Прежде всего необходимо подчеркнуть, что каждый из этих трех ученых выдвинул свою теорию в ответ на некую превалирующую в их дисциплинах практику, которую он находил по той или иной причине неудовлетворительной. Так, Шкловский в своих публикациях 1914–1917 годов (а я буду в основном обсуждать именно их) часто полемизирует ad hominem с филологами и поэтами предшествующих поколений – с Потебней, Веселовским и учеными-символистами вроде Андрея Белого или Вячеслава Иванова. Искусство, возражает Шкловский Потебне, – это не всегда «мышление образами», а поэтический стиль – это вовсе не средство экономии творческих сил, как считал вслед за Спенсером Веселовский [Шкловский, 1990: 60, 62]. С такой же решительностью Шкловский отвергает либеральную вкусовую эклектику символистов, не замечающих, что «искусства разных веков противоречивы и взаимно отрицают друг друга». «Примирение и одновременное сожитие всех художественных эпох в душе пассеиста, – ораторствует молодой футурист, – вполне похоже на кладбище, где мертвые уже не враждуют» [Там же: 42].

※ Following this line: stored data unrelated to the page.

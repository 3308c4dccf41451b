//! Configuration file management
//!
//! Handles finding, loading, validating and writing the YAML file that
//! points the suite at a running service.

use reqwest::Url;
use serde::{Deserialize, Serialize};
use std::fmt;
use std::path::{Path, PathBuf};
use tracing::debug;

use crate::error::{SuiteError, SuiteResult};

/// Configuration file locations (in order of precedence)
const CONFIG_LOCATIONS: &[&str] = &[
    "./configuration.yaml",
    "./configuration.yml",
    "./resources/configuration.yaml",
    "~/.config/user-api-suite/configuration.yaml",
];

/// Logical endpoints exposed by the service under test
#[derive(Clone, Copy, Debug, PartialEq, Eq, Hash)]
pub enum Endpoint {
    Health,
    Register,
    Login,
    User,
}

impl Endpoint {
    pub fn name(&self) -> &'static str {
        match self {
            Endpoint::Health => "health",
            Endpoint::Register => "register",
            Endpoint::Login => "login",
            Endpoint::User => "user",
        }
    }

    pub fn all() -> [Endpoint; 4] {
        [
            Endpoint::Health,
            Endpoint::Register,
            Endpoint::Login,
            Endpoint::User,
        ]
    }
}

impl fmt::Display for Endpoint {
    fn fmt(&self, f: &mut fmt::Formatter<'_>) -> fmt::Result {
        write!(f, "{}", self.name())
    }
}

/// Host the service listens on
#[derive(Clone, Debug, PartialEq, Eq, Serialize, Deserialize)]
pub struct HostConfig {
    /// Hostname or IP address, without scheme
    pub url: String,
    pub port: u16,
}

/// Path of every logical endpoint
#[derive(Clone, Debug, PartialEq, Eq, Serialize, Deserialize)]
pub struct EndpointPaths {
    #[serde(alias = "health_status")]
    pub health: String,
    pub register: String,
    pub login: String,
    pub user: String,
}

/// Service under test
#[derive(Clone, Debug, PartialEq, Eq, Serialize, Deserialize)]
pub struct ServiceConfig {
    pub host: HostConfig,
    pub endpoints: EndpointPaths,

    /// Request timeout; the transport default applies when absent
    #[serde(default, skip_serializing_if = "Option::is_none")]
    pub timeout_secs: Option<u64>,
}

impl ServiceConfig {
    /// Find configuration file in standard locations
    pub fn find() -> Option<PathBuf> {
        CONFIG_LOCATIONS
            .iter()
            .map(|location| expand_path(location))
            .find(|path| path.exists())
    }

    /// Load configuration from a YAML file
    pub fn load(path: impl AsRef<Path>) -> SuiteResult<Self> {
        let path = path.as_ref();
        let content = std::fs::read_to_string(path).map_err(|e| {
            SuiteError::Configuration(format!(
                "failed to read config file {}: {e}",
                path.display()
            ))
        })?;

        let config = Self::from_yaml(&content).map_err(|e| match e {
            SuiteError::Configuration(msg) => {
                SuiteError::Configuration(format!("{}: {msg}", path.display()))
            }
            other => other,
        })?;

        debug!("Loaded configuration from {}", path.display());
        Ok(config)
    }

    /// Parse and validate configuration from YAML text
    pub fn from_yaml(content: &str) -> SuiteResult<Self> {
        let mut config: Self = serde_yaml::from_str(content)
            .map_err(|e| SuiteError::Configuration(format!("failed to parse YAML: {e}")))?;

        config.host.url = normalize_host(&config.host.url);
        config.validate()?;
        Ok(config)
    }

    /// Save configuration to a YAML file
    pub fn save(&self, path: impl AsRef<Path>) -> SuiteResult<()> {
        let path = path.as_ref();
        let content = serde_yaml::to_string(self).map_err(|e| {
            SuiteError::Configuration(format!("failed to serialize config: {e}"))
        })?;

        if let Some(parent) = path.parent().filter(|p| !p.as_os_str().is_empty()) {
            std::fs::create_dir_all(parent).map_err(|e| {
                SuiteError::Configuration(format!(
                    "failed to create directory {}: {e}",
                    parent.display()
                ))
            })?;
        }

        std::fs::write(path, content).map_err(|e| {
            SuiteError::Configuration(format!(
                "failed to write config file {}: {e}",
                path.display()
            ))
        })
    }

    /// Validate configuration
    pub fn validate(&self) -> SuiteResult<()> {
        if self.host.url.is_empty() || self.host.url.contains(char::is_whitespace) {
            return Err(SuiteError::Configuration(format!(
                "invalid host url: {:?}",
                self.host.url
            )));
        }

        if self.host.port == 0 {
            return Err(SuiteError::Configuration(
                "host port must be greater than 0".to_string(),
            ));
        }

        // host must be a bare name or address; a port or path in it would
        // redirect every request
        let base = self.base_url();
        let url = Url::parse(&base).map_err(|e| {
            SuiteError::Configuration(format!("invalid service address {base}: {e}"))
        })?;
        let host_matches = url
            .host_str()
            .is_some_and(|h| h.eq_ignore_ascii_case(&self.host.url));
        if !host_matches
            || url.port_or_known_default() != Some(self.host.port)
            || url.path() != "/"
        {
            return Err(SuiteError::Configuration(format!(
                "host {:?} must not carry a port, path or credentials",
                self.host.url
            )));
        }

        for endpoint in Endpoint::all() {
            if self.path(endpoint).trim_matches('/').trim().is_empty() {
                return Err(SuiteError::Configuration(format!(
                    "endpoint path for '{endpoint}' is empty"
                )));
            }
        }

        Ok(())
    }

    /// Override host and port, re-validating the result
    pub fn with_overrides(mut self, host: Option<&str>, port: Option<u16>) -> SuiteResult<Self> {
        if let Some(host) = host {
            self.host.url = normalize_host(host);
        }
        if let Some(port) = port {
            self.host.port = port;
        }
        self.validate()?;
        Ok(self)
    }

    /// Configured path of an endpoint
    pub fn path(&self, endpoint: Endpoint) -> &str {
        match endpoint {
            Endpoint::Health => &self.endpoints.health,
            Endpoint::Register => &self.endpoints.register,
            Endpoint::Login => &self.endpoints.login,
            Endpoint::User => &self.endpoints.user,
        }
    }

    /// Base URL of the service, e.g. `http://localhost:5000`
    pub fn base_url(&self) -> String {
        format!("http://{}:{}", self.host.url, self.host.port)
    }

    /// Generate example configuration
    pub fn example() -> Self {
        Self {
            host: HostConfig {
                url: "localhost".to_string(),
                port: 5000,
            },
            endpoints: EndpointPaths {
                health: "health".to_string(),
                register: "register".to_string(),
                login: "login".to_string(),
                user: "user".to_string(),
            },
            timeout_secs: None,
        }
    }
}

/// Strip a scheme prefix and trailing slashes from a host
fn normalize_host(url: &str) -> String {
    let url = url.trim();
    let url = url
        .strip_prefix("http://")
        .or_else(|| url.strip_prefix("https://"))
        .unwrap_or(url);
    url.trim_end_matches('/').to_string()
}

/// Expand ~ to home directory
fn expand_path(path: &str) -> PathBuf {
    if let Some(stripped) = path.strip_prefix("~/") {
        if let Some(home) = dirs::home_dir() {
            return home.join(stripped);
        }
    }
    PathBuf::from(path)
}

Чтобы восстановить истинное положение дел, Шкловский обращается к дизъюнктивной логике (и это еще одна важная черта, объединяющая всех теоретиков, чьи труды я сделал предметом рассмотрения). Искусство строго отграничивается от не-искусства – tertium non datur. Но молодой формалист всегда оставался художником едва ли не в большей степени, чем исследователем, и строгая систематизация никогда не была его сильной стороной. Даже беглый взгляд на дореволюционные статьи Шкловского выявляет несколько бинарных оппозиций, каждая из которых осмысливает антиномию искусства и не-искусства с разных точек зрения: «поэзия vs проза», «ви´дение vs узнавание», «заумный vs обычный язык», «метафора vs метонимия», «восприятие vs автоматизация» [Там же: 37, 40, 45, 61, 63] – список может быть продолжен. Вторые элементы этих пар объединены специфическим модусом восприятия окружающих явлений. Отупев от их механического повторения, мы воспринимаем их поверхностно, как абстрактные алгебраические символы, обреченные на вечную неизменность. Художественное остранение, объединяющее первые элементы указанных антиномий, радикально меняет наше осознание реальности: обыденное становится исключительным. Внезапно мы начинаем видеть вещи другими – освобожденными от привычных ассоциаций, как будто впервые. Для пущей эффектности Шкловский показывает на примере поэтического ритма, что остранение не может быть предсказано, «предугадано», и как таковое не поддается «систематизации» [Там же: 72]. Но чем же движется такое необычное переключение восприятия? Прежде чем ответить на этот вопрос, я позволю себе уделить внимание моему второму персонажу.